### How to complete this task:
What lines in the records below hold the string "iter"? Please show them.

### Supplied information:

▬▬▬

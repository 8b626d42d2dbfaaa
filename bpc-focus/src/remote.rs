//! External controller activity tracking
//!
//! Two trackers of the same shape: one for remote (automotive-class)
//! controllers, one for any non-local controller connection. Each records the
//! last time it saw activity and answers "recently active within `window`".
//! Both are injected into the controller, never global.

use bpc_common::time::is_within;
use bpc_common::Clock;
use serde::{Deserialize, Serialize};
use std::sync::{Arc, Mutex};
use std::time::Duration;
use tokio::time::Instant;
use tracing::debug;

/// Last-seen timestamp with a windowed query
pub struct ActivityTracker {
    clock: Arc<dyn Clock>,
    last_seen: Mutex<Option<Instant>>,
}

impl ActivityTracker {
    pub fn new(clock: Arc<dyn Clock>) -> Self {
        Self {
            clock,
            last_seen: Mutex::new(None),
        }
    }

    /// Stamp "last seen" to now
    pub fn mark_activity(&self) {
        let now = self.clock.now();
        *self.last_seen.lock().unwrap_or_else(|p| p.into_inner()) = Some(now);
    }

    /// Activity happened no longer than `window` ago
    pub fn is_recently_active(&self, window: Duration) -> bool {
        is_within(self.clock.now(), self.last_seen(), window)
    }

    pub fn last_seen(&self) -> Option<Instant> {
        *self.last_seen.lock().unwrap_or_else(|p| p.into_inner())
    }
}

/// Classification of a connecting controller client
#[derive(Debug, Clone, Copy, PartialEq, Eq, Serialize, Deserialize)]
#[serde(rename_all = "snake_case")]
pub enum ControllerClass {
    /// In-process UI or the service itself
    Local,
    /// Vehicle head-unit or similar remote transport client
    Automotive,
    /// Any other out-of-process client (watch, media button app, ...)
    External,
}

/// Classifies client identifiers by pattern match
#[derive(Debug, Clone)]
pub struct ClientClassifier {
    automotive_patterns: Vec<String>,
    local_ids: Vec<String>,
}

impl ClientClassifier {
    pub fn new(automotive_patterns: &[String], local_ids: &[String]) -> Self {
        Self {
            automotive_patterns: automotive_patterns.iter().map(|p| p.to_lowercase()).collect(),
            local_ids: local_ids.iter().map(|p| p.to_lowercase()).collect(),
        }
    }

    pub fn classify(&self, identifier: &str) -> ControllerClass {
        let id = identifier.trim().to_lowercase();
        if id.is_empty() || self.local_ids.iter().any(|local| *local == id) {
            return ControllerClass::Local;
        }
        if self.automotive_patterns.iter().any(|pattern| id.contains(pattern.as_str())) {
            return ControllerClass::Automotive;
        }
        ControllerClass::External
    }
}

/// Both trackers plus the classifier feeding them
pub struct ControllerTrackers {
    pub remote: ActivityTracker,
    pub external: ActivityTracker,
    classifier: ClientClassifier,
}

impl ControllerTrackers {
    pub fn new(clock: Arc<dyn Clock>, classifier: ClientClassifier) -> Self {
        Self {
            remote: ActivityTracker::new(Arc::clone(&clock)),
            external: ActivityTracker::new(clock),
            classifier,
        }
    }

    /// Record a connection (or command) from `identifier`
    ///
    /// Automotive clients stamp both trackers; other external clients stamp
    /// only the generic tracker; local clients stamp nothing.
    pub fn record_client(&self, identifier: &str) -> ControllerClass {
        let class = self.classifier.classify(identifier);
        match class {
            ControllerClass::Automotive => {
                self.remote.mark_activity();
                self.external.mark_activity();
            }
            ControllerClass::External => self.external.mark_activity(),
            ControllerClass::Local => {}
        }
        debug!("Controller client '{}' classified as {:?}", identifier, class);
        class
    }
}
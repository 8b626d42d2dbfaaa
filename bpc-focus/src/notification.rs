//! Visible transport-control surface gate
//!
//! The "show notification" preference decides whether the persistent
//! transport surface is bound. Turning it off unbinds and clears the
//! surface; turning it on binds it and refreshes it if an item is loaded.
//!
//! Any failure is logged and reported back to the caller. The gate never
//! keeps a half-finished state, so the next flip of the preference is
//! processed from scratch.

use crate::error::{Error, Result};
use std::sync::atomic::{AtomicBool, AtomicUsize, Ordering};
use std::sync::Arc;
use tracing::{debug, info, warn};

/// Platform transport-control surface
pub trait NotificationSurface: Send + Sync {
    fn bind(&self) -> Result<()>;
    fn unbind(&self) -> Result<()>;

    /// Remove any stale visible controls
    fn clear(&self) -> Result<()>;

    /// Redraw with the current item
    fn refresh(&self) -> Result<()>;
}

/// Result of applying a visibility change
#[derive(Debug, Clone, PartialEq, Eq)]
pub enum GateOutcome {
    Bound,
    Unbound,
    Failed(String),
}

/// Applies the visibility preference to the surface
pub struct NotificationGate {
    surface: Arc<dyn NotificationSurface>,
    bound: bool,
}

impl NotificationGate {
    pub fn new(surface: Arc<dyn NotificationSurface>) -> Self {
        Self {
            surface,
            bound: false,
        }
    }

    pub fn is_bound(&self) -> bool {
        self.bound
    }

    /// Bind or unbind according to `visible`
    ///
    /// `has_content` tells whether a freshly bound surface should be refreshed.
    pub fn apply(&mut self, visible: bool, has_content: bool) -> GateOutcome {
        if visible {
            self.show(has_content)
        } else {
            self.hide()
        }
    }

    fn show(&mut self, has_content: bool) -> GateOutcome {
        if !self.bound {
            match self.surface.bind() {
                Ok(()) => {
                    self.bound = true;
                    info!("Transport surface bound");
                }
                Err(Error::SurfaceRejected(reason)) => {
                    warn!(
                        "Platform rejected foreground surface, continuing without visible controls: {}",
                        reason
                    );
                    return GateOutcome::Failed(reason);
                }
                Err(e) => {
                    warn!("Failed to bind transport surface: {}", e);
                    return GateOutcome::Failed(e.to_string());
                }
            }
        }

        if has_content {
            if let Err(e) = self.surface.refresh() {
                // Surface stays bound; the next item change redraws it
                warn!("Failed to refresh transport surface: {}", e);
            }
        } else {
            debug!("No media item loaded, skipping surface refresh");
        }
        GateOutcome::Bound
    }

    fn hide(&mut self) -> GateOutcome {
        // Unbind and clear even when not bound
        let unbind = self.surface.unbind();
        let clear = self.surface.clear();
        self.bound = false;

        let mut errors = Vec::new();
        if let Err(e) = unbind {
            warn!("Failed to unbind transport surface: {}", e);
            errors.push(e.to_string());
        }
        if let Err(e) = clear {
            warn!("Failed to clear transport surface: {}", e);
            errors.push(e.to_string());
        }

        if errors.is_empty() {
            info!("Transport surface unbound");
            GateOutcome::Unbound
        } else {
            GateOutcome::Failed(errors.join("; "))
        }
    }
}

/// How the next `bind` on a `RecordingSurface` should fail
#[derive(Debug, Clone, Copy, PartialEq, Eq)]
pub enum BindFailure {
    Rejected,
    Error,
}

/// Surface that records calls, with injectable bind failures
#[derive(Debug, Default)]
pub struct RecordingSurface {
    visible: AtomicBool,
    fail_next_bind: AtomicUsize,
    binds: AtomicUsize,
    unbinds: AtomicUsize,
    clears: AtomicUsize,
    refreshes: AtomicUsize,
}

impl RecordingSurface {
    pub fn new() -> Self {
        Self::default()
    }

    /// Make the next `bind` call fail once
    pub fn fail_next_bind(&self, failure: BindFailure) {
        let code = match failure {
            BindFailure::Rejected => 1,
            BindFailure::Error => 2,
        };
        self.fail_next_bind.store(code, Ordering::SeqCst);
    }

    pub fn is_visible(&self) -> bool {
        self.visible.load(Ordering::SeqCst)
    }

    pub fn bind_count(&self) -> usize {
        self.binds.load(Ordering::SeqCst)
    }

    pub fn unbind_count(&self) -> usize {
        self.unbinds.load(Ordering::SeqCst)
    }

    pub fn clear_count(&self) -> usize {
        self.clears.load(Ordering::SeqCst)
    }

    pub fn refresh_count(&self) -> usize {
        self.refreshes.load(Ordering::SeqCst)
    }
}

impl NotificationSurface for RecordingSurface {
    fn bind(&self) -> Result<()> {
        self.binds.fetch_add(1, Ordering::SeqCst);
        match self.fail_next_bind.swap(0, Ordering::SeqCst) {
            1 => Err(Error::SurfaceRejected("background start not allowed".to_string())),
            2 => Err(Error::Surface("binder died".to_string())),
            _ => {
                self.visible.store(true, Ordering::SeqCst);
                Ok(())
            }
        }
    }

    fn unbind(&self) -> Result<()> {
        self.unbinds.fetch_add(1, Ordering::SeqCst);
        Ok(())
    }

    fn clear(&self) -> Result<()> {
        self.clears.fetch_add(1, Ordering::SeqCst);
        self.visible.store(false, Ordering::SeqCst);
        Ok(())
    }

    fn refresh(&self) -> Result<()> {
        self.refreshes.fetch_add(1, Ordering::SeqCst);
        Ok(())
    }
}
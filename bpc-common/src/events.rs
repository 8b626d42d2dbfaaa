//! Event types for the BPC decision stream
//!
//! The controller publishes every decision it takes (state transitions,
//! transport commands, fired or suppressed recoveries, ignored route events)
//! as a `FocusNotice` on an `EventBus`. Subscribers are optional: the bus is
//! diagnostic output, never an input to the state machine.

use chrono::{DateTime, Utc};
use serde::{Deserialize, Serialize};
use tokio::sync::broadcast;

/// Why playback is currently paused
///
/// Exactly one value holds at any instant.
#[derive(Debug, Clone, Copy, PartialEq, Eq, Hash, Serialize, Deserialize, Default)]
#[serde(rename_all = "snake_case")]
pub enum PauseReason {
    #[default]
    None,
    FocusLossTransient,
    FocusLossPermanent,
    BecomingNoisy,
    UserPause,
}

impl PauseReason {
    /// States that no focus gain or heuristic recovery may leave
    pub fn blocks_auto_resume(&self) -> bool {
        matches!(self, PauseReason::UserPause | PauseReason::BecomingNoisy)
    }
}

impl std::fmt::Display for PauseReason {
    fn fmt(&self, f: &mut std::fmt::Formatter<'_>) -> std::fmt::Result {
        let s = match self {
            PauseReason::None => "none",
            PauseReason::FocusLossTransient => "focus_loss_transient",
            PauseReason::FocusLossPermanent => "focus_loss_permanent",
            PauseReason::BecomingNoisy => "becoming_noisy",
            PauseReason::UserPause => "user_pause",
        };
        f.write_str(s)
    }
}

/// OS-delivered audio focus change
#[derive(Debug, Clone, Copy, PartialEq, Eq, Serialize, Deserialize)]
#[serde(rename_all = "snake_case")]
pub enum FocusSignal {
    Gain,
    LossTransient,
    LossTransientCanDuck,
    LossPermanent,
}

/// Recovery categories, each with its own cooldown window
#[derive(Debug, Clone, Copy, PartialEq, Eq, Hash, Serialize, Deserialize)]
#[serde(rename_all = "snake_case")]
pub enum RecoveryCategory {
    /// Resume after a permanent loss that never received a clean gain
    ForcedPermanent,
    /// Resume after a transient loss that never received a clean gain
    Transient,
    /// Second attempt when a fired recovery is not observed playing
    PostRecoveryRetry,
}

impl std::fmt::Display for RecoveryCategory {
    fn fmt(&self, f: &mut std::fmt::Formatter<'_>) -> std::fmt::Result {
        let s = match self {
            RecoveryCategory::ForcedPermanent => "forced_permanent",
            RecoveryCategory::Transient => "transient",
            RecoveryCategory::PostRecoveryRetry => "post_recovery_retry",
        };
        f.write_str(s)
    }
}

/// Why a recovery attempt did not resume playback
#[derive(Debug, Clone, Copy, PartialEq, Eq, Serialize, Deserialize)]
#[serde(rename_all = "snake_case")]
pub enum SuppressionReason {
    Cooldown,
    CommunicationMode,
    OtherAppActive,
    UserPaused,
    BecameNoisy,
    AlreadyPlaying,
    OutsideRetryWindow,
    FocusDenied,
    FocusRequestFailed,
}

/// Why a noisy-route event did not pause playback
#[derive(Debug, Clone, Copy, PartialEq, Eq, Serialize, Deserialize)]
#[serde(rename_all = "snake_case")]
pub enum NoisyIgnoredReason {
    PreferenceDisabled,
    NotPlaying,
    RemoteControllerActive,
    ExternalOutputPresent,
}

/// Transport command issued to the engine
#[derive(Debug, Clone, Copy, PartialEq, Eq, Serialize, Deserialize)]
#[serde(rename_all = "snake_case")]
pub enum TransportAction {
    Play,
    Pause,
}

/// Controller decision notices
#[derive(Debug, Clone, Serialize, Deserialize)]
#[serde(tag = "type")]
pub enum FocusNotice {
    /// Pause reason transitioned
    PauseReasonChanged {
        old_reason: PauseReason,
        new_reason: PauseReason,
        timestamp: DateTime<Utc>,
    },

    /// Play or pause was issued to the engine
    TransportCommand {
        action: TransportAction,
        cause: String,
        timestamp: DateTime<Utc>,
    },

    /// Volume lowered for a can-duck focus loss
    Ducked {
        normal_volume: f32,
        duck_volume: f32,
        timestamp: DateTime<Utc>,
    },

    /// Pre-duck volume restored
    DuckRestored {
        volume: f32,
        timestamp: DateTime<Utc>,
    },

    /// Delayed recovery check scheduled
    RecoveryScheduled {
        category: RecoveryCategory,
        delay_ms: u64,
        timestamp: DateTime<Utc>,
    },

    /// Recovery resumed playback
    RecoveryFired {
        category: RecoveryCategory,
        timestamp: DateTime<Utc>,
    },

    /// Recovery check ran but did not resume
    RecoverySuppressed {
        category: RecoveryCategory,
        reason: SuppressionReason,
        timestamp: DateTime<Utc>,
    },

    /// Noisy-route event did not pause playback
    NoisyRouteIgnored {
        reason: NoisyIgnoredReason,
        timestamp: DateTime<Utc>,
    },

    /// Crossfade volume ramp started
    CrossfadeStarted {
        track_id: Option<String>,
        duration_ms: u64,
        timestamp: DateTime<Utc>,
    },

    /// Crossfade volume ramp reached its target
    CrossfadeCompleted {
        track_id: Option<String>,
        timestamp: DateTime<Utc>,
    },

    /// Transport surface bound or unbound
    NotificationVisibility {
        bound: bool,
        timestamp: DateTime<Utc>,
    },

    /// Binding or clearing the transport surface failed
    NotificationFailed {
        error: String,
        timestamp: DateTime<Utc>,
    },

    /// Sleep timer armed for a wall-clock target
    SleepTimerScheduled {
        target_ms: i64,
        timestamp: DateTime<Utc>,
    },

    /// Sleep timer reached its target
    SleepTimerFired {
        paused: bool,
        timestamp: DateTime<Utc>,
    },

    /// Persisted sleep timer target cleared
    SleepTimerCleared {
        stale: bool,
        timestamp: DateTime<Utc>,
    },
}

impl FocusNotice {
    /// Get notice type as string for filtering
    pub fn event_type(&self) -> &str {
        match self {
            FocusNotice::PauseReasonChanged { .. } => "PauseReasonChanged",
            FocusNotice::TransportCommand { .. } => "TransportCommand",
            FocusNotice::Ducked { .. } => "Ducked",
            FocusNotice::DuckRestored { .. } => "DuckRestored",
            FocusNotice::RecoveryScheduled { .. } => "RecoveryScheduled",
            FocusNotice::RecoveryFired { .. } => "RecoveryFired",
            FocusNotice::RecoverySuppressed { .. } => "RecoverySuppressed",
            FocusNotice::NoisyRouteIgnored { .. } => "NoisyRouteIgnored",
            FocusNotice::CrossfadeStarted { .. } => "CrossfadeStarted",
            FocusNotice::CrossfadeCompleted { .. } => "CrossfadeCompleted",
            FocusNotice::NotificationVisibility { .. } => "NotificationVisibility",
            FocusNotice::NotificationFailed { .. } => "NotificationFailed",
            FocusNotice::SleepTimerScheduled { .. } => "SleepTimerScheduled",
            FocusNotice::SleepTimerFired { .. } => "SleepTimerFired",
            FocusNotice::SleepTimerCleared { .. } => "SleepTimerCleared",
        }
    }
}

/// One-to-many notice broadcaster
///
/// Slow subscribers lag and lose the oldest notices; the controller never
/// blocks on delivery.
pub struct EventBus {
    tx: broadcast::Sender<FocusNotice>,
    capacity: usize,
}

impl EventBus {
    /// Creates a new EventBus with specified channel capacity
    pub fn new(capacity: usize) -> Self {
        let (tx, _) = broadcast::channel(capacity);
        Self { tx, capacity }
    }

    /// Subscribe to all future notices
    pub fn subscribe(&self) -> broadcast::Receiver<FocusNotice> {
        self.tx.subscribe()
    }

    /// Emit a notice to all subscribers
    ///
    /// Returns `Err` if no subscribers are listening.
    #[allow(clippy::result_large_err)]
    pub fn emit(
        &self,
        notice: FocusNotice,
    ) -> Result<usize, broadcast::error::SendError<FocusNotice>> {
        self.tx.send(notice)
    }

    /// Emit a notice, ignoring if no subscribers are listening
    pub fn emit_lossy(&self, notice: FocusNotice) {
        let _ = self.tx.send(notice);
    }

    /// Get the current number of active subscribers
    pub fn subscriber_count(&self) -> usize {
        self.tx.receiver_count()
    }

    /// Get the configured channel capacity
    pub fn capacity(&self) -> usize {
        self.capacity
    }
}

impl Default for EventBus {
    fn default() -> Self {
        Self::new(256)
    }
}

▬▬▬

### Response area:
            automotive_patterns: automotive_patterns.iter().map(|p| p.to_lowercase()).collect(),
            local_ids: local_ids.iter().map(|p| p.to_lowercase()).collect(),
        if id.is_empty() || self.local_ids.iter().any(|local| *local == id) {
        if self.automotive_patterns.iter().any(|pattern| id.contains(pattern.as_str())) {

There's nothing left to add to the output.